** Opening Given records block **

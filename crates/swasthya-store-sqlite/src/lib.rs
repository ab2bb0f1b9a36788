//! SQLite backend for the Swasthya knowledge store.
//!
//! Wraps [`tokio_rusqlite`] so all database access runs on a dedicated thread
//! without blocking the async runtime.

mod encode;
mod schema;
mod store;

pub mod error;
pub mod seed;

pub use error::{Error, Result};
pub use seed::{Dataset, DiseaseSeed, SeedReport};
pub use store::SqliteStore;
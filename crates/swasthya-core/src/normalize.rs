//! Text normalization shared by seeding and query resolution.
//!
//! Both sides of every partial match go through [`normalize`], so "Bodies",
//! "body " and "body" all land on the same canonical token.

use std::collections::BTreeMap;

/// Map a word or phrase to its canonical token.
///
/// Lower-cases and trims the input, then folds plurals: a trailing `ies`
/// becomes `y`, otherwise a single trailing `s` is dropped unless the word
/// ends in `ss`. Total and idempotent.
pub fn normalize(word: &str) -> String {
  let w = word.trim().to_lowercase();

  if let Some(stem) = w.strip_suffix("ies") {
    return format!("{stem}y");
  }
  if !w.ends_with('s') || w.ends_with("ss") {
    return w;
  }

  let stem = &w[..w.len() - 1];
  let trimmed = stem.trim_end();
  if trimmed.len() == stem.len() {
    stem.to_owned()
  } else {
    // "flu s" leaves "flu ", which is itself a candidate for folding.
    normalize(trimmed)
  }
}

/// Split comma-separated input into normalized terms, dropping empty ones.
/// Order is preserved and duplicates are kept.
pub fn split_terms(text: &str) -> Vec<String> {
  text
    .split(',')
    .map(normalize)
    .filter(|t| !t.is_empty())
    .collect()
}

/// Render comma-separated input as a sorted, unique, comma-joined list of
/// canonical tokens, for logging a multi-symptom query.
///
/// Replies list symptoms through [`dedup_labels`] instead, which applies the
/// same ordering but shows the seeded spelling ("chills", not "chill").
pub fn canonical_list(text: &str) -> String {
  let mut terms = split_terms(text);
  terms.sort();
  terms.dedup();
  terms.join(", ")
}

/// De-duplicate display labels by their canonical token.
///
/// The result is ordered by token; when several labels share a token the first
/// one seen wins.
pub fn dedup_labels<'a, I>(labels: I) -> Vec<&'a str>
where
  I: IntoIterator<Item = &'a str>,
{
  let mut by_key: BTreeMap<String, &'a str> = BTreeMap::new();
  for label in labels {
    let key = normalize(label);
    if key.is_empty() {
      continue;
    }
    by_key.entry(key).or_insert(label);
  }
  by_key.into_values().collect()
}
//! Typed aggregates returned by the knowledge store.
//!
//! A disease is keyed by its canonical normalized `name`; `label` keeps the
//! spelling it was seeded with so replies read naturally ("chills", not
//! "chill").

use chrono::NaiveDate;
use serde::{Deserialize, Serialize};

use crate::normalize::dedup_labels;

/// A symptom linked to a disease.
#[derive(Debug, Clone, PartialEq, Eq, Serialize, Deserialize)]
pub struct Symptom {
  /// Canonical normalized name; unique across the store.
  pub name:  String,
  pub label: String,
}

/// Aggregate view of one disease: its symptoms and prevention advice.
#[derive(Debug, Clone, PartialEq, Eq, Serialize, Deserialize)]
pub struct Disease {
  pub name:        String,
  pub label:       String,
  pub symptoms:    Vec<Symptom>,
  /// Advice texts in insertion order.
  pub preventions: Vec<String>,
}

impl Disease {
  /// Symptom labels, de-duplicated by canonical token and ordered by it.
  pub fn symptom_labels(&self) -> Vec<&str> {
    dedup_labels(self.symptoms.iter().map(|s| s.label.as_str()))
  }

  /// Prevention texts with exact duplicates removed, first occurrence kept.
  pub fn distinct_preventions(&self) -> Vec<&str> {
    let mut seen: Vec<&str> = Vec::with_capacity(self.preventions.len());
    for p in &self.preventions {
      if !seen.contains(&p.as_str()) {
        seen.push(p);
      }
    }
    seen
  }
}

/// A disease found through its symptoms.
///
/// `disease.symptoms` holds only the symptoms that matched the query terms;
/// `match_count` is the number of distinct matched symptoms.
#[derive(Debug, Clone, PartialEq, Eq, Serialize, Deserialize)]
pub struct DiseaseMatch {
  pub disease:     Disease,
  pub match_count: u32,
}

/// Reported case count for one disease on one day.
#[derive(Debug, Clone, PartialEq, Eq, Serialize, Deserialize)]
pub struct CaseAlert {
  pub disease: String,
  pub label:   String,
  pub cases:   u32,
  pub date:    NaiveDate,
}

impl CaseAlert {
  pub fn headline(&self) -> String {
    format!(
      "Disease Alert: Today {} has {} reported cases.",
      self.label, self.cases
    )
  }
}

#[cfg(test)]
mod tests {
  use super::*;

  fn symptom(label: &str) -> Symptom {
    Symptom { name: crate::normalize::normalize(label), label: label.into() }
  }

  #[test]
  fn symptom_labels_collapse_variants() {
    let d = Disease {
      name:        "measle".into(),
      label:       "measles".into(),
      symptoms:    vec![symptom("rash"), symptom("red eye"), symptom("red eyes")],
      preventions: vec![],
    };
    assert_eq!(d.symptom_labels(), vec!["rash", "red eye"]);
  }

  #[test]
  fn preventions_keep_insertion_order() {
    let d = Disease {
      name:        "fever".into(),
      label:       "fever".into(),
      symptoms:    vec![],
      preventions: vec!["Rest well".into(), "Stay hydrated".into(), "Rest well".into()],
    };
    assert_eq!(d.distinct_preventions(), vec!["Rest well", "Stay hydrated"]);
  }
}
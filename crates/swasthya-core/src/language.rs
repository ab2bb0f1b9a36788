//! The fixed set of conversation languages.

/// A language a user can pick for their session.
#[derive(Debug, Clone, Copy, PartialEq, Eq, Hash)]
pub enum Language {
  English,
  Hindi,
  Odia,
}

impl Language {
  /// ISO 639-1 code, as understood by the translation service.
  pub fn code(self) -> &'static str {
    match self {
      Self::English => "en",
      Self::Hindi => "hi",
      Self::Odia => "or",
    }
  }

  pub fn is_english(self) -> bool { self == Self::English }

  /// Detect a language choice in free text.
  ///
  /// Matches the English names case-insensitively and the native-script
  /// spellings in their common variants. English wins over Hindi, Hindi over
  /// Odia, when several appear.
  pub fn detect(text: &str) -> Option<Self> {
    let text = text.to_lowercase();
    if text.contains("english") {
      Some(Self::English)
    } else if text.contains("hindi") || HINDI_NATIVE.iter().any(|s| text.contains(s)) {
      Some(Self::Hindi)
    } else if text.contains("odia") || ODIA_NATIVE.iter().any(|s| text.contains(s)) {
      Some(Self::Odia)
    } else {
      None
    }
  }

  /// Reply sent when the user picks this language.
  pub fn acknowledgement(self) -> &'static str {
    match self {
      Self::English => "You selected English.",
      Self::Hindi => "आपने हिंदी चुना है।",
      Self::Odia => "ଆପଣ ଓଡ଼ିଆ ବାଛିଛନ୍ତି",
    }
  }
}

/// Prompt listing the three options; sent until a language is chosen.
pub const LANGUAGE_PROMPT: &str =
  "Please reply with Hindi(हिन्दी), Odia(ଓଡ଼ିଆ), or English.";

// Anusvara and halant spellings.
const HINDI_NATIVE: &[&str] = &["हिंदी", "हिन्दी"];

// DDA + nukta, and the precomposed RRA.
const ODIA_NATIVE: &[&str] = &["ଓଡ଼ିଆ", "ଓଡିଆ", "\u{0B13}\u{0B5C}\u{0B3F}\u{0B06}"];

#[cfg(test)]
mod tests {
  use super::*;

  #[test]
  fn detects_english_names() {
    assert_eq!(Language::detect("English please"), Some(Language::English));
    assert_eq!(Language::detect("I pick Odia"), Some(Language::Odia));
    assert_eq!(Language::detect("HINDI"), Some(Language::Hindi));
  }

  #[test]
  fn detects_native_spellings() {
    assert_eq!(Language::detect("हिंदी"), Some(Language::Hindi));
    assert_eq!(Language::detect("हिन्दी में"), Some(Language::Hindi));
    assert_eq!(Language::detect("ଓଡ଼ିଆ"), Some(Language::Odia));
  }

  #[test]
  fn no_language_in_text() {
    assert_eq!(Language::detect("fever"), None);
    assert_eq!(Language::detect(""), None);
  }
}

** Closing Given records block **
** Opening Given records block **

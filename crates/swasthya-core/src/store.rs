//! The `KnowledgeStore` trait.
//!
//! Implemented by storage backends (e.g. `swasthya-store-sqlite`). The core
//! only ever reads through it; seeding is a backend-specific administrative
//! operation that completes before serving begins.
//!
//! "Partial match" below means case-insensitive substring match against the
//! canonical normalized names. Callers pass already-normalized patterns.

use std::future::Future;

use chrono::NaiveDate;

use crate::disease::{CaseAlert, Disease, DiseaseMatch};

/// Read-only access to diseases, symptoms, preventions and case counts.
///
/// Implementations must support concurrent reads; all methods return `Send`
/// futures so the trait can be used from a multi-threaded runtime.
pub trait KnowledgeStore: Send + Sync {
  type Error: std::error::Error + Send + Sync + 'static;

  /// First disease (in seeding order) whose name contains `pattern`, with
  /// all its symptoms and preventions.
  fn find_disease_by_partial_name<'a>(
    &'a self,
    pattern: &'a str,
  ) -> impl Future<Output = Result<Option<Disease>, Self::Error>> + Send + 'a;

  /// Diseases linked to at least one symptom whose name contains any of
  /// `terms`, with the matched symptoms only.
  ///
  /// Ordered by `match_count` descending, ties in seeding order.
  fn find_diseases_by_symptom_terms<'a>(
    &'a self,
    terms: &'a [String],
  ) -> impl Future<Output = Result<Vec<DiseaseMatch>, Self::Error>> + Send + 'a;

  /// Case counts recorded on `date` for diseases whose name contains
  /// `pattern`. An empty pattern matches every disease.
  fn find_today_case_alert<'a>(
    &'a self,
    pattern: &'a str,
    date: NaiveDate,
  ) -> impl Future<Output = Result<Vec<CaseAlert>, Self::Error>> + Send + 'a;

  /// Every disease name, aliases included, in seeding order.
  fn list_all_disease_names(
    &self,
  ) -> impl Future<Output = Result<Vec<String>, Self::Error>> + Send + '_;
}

** Closing Given records block **

# Your objective
Identify each line in the entries with the word "Output" and copy it.

# Reply to the exercise
  ) -> impl Future<Output = Result<Option<Disease>, Self::Error>> + Send + 'a;
  ) -> impl Future<Output = Result<Vec<DiseaseMatch>, Self::Error>> + Send + 'a;
  ) -> impl Future<Output = Result<Vec<CaseAlert>, Self::Error>> + Send + 'a;
  ) -> impl Future<Output = Result<Vec<String>, Self::Error>> + Send + '_;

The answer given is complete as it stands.